EXERCISE DESCRIPTION: Locate the line that contains "use std::process;" in the entries below, then repeat it and every following line through the line that contains "Err(e) if matches!(e.kind(), ErrorKind::DisplayHelp", exactly, and no others.

#####

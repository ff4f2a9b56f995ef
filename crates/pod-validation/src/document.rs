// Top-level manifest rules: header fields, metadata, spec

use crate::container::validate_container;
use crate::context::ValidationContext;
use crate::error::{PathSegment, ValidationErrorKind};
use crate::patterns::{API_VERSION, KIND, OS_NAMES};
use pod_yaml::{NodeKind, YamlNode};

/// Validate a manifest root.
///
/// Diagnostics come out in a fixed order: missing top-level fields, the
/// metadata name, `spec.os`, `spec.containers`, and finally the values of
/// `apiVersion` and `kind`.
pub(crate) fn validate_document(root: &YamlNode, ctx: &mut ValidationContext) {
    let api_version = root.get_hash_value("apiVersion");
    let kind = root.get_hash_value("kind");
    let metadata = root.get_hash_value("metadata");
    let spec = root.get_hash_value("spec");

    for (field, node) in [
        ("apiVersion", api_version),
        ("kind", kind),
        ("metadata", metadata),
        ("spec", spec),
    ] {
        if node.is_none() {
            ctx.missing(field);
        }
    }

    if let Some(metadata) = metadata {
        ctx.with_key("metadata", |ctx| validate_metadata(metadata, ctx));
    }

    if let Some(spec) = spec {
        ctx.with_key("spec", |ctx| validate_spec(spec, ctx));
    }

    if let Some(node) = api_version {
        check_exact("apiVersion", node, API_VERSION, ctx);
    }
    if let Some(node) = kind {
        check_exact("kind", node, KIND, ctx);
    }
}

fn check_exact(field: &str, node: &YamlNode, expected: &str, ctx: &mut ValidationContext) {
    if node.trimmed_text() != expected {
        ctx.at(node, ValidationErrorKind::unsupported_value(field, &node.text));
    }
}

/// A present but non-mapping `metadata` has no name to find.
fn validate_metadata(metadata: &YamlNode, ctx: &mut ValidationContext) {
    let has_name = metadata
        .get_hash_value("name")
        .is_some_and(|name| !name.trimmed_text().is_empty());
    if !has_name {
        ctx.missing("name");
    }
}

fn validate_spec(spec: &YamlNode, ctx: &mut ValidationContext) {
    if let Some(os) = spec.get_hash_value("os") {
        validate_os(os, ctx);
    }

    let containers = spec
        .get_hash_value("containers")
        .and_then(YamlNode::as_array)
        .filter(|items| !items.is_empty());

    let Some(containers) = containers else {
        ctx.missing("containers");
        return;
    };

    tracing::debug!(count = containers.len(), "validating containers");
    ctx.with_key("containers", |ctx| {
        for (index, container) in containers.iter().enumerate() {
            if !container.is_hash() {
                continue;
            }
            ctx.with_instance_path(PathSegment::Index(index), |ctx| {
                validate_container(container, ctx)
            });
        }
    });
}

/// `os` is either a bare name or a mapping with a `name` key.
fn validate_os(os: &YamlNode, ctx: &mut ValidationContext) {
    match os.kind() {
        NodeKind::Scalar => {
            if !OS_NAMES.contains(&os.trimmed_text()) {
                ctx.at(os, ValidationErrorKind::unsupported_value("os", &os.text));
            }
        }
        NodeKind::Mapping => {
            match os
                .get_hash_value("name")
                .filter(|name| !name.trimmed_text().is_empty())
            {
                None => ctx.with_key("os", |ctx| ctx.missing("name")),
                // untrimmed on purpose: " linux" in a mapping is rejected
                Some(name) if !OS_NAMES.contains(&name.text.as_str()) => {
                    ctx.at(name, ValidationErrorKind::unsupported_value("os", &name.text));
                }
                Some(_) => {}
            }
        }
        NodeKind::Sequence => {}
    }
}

#####

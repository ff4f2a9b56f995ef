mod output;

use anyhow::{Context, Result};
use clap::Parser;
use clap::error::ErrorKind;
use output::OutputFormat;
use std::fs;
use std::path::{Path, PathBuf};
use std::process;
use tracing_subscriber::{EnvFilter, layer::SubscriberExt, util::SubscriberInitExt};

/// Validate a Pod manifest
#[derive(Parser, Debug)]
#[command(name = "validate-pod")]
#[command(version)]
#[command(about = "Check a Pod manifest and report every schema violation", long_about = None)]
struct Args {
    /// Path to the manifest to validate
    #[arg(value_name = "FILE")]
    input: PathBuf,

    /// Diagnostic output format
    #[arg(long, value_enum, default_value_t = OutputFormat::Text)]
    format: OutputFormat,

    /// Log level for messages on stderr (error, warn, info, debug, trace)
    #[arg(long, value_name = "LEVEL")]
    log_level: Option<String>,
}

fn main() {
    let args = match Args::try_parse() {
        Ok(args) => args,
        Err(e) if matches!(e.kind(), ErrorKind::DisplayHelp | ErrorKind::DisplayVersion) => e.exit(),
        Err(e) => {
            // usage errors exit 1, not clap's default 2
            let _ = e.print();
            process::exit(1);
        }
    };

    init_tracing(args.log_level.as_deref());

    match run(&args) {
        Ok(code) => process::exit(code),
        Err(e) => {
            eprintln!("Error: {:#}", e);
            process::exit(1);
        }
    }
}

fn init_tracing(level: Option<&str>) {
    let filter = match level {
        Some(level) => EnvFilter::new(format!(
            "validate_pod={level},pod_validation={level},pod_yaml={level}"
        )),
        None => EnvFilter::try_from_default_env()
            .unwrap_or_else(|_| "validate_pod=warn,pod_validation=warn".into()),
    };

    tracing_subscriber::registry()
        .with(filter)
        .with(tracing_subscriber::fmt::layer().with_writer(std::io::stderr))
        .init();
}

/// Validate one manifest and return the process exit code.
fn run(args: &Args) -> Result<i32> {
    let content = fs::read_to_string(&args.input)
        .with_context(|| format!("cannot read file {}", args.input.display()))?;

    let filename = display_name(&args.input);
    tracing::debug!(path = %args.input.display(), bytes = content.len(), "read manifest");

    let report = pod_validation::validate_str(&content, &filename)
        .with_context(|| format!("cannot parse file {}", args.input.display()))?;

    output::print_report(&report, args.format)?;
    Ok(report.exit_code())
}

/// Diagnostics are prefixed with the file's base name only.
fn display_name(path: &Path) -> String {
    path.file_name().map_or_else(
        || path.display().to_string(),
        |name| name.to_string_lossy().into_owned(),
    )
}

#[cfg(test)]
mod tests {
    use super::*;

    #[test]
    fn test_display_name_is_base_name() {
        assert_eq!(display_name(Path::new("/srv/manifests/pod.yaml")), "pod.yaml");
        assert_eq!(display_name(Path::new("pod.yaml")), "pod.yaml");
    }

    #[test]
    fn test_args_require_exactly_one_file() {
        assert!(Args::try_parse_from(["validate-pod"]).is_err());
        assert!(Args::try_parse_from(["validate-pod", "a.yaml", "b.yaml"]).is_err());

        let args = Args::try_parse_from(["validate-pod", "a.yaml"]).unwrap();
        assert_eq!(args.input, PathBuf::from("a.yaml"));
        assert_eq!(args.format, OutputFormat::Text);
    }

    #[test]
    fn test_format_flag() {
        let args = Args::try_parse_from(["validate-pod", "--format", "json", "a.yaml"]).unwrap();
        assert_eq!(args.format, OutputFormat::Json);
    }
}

#####

ANSWER FOR THIS EXERCISE:
use std::process;
use tracing_subscriber::{EnvFilter, layer::SubscriberExt, util::SubscriberInitExt};

/// Validate a Pod manifest
#[derive(Parser, Debug)]
#[command(name = "validate-pod")]
#[command(version)]
#[command(about = "Check a Pod manifest and report every schema violation", long_about = None)]
struct Args {
    /// Path to the manifest to validate
    #[arg(value_name = "FILE")]
    input: PathBuf,

    /// Diagnostic output format
    #[arg(long, value_enum, default_value_t = OutputFormat::Text)]
    format: OutputFormat,

    /// Log level for messages on stderr (error, warn, info, debug, trace)
    #[arg(long, value_name = "LEVEL")]
    log_level: Option<String>,
}

fn main() {
    let args = match Args::try_parse() {
        Ok(args) => args,
        Err(e) if matches!(e.kind(), ErrorKind::DisplayHelp | ErrorKind::DisplayVersion) => e.exit(),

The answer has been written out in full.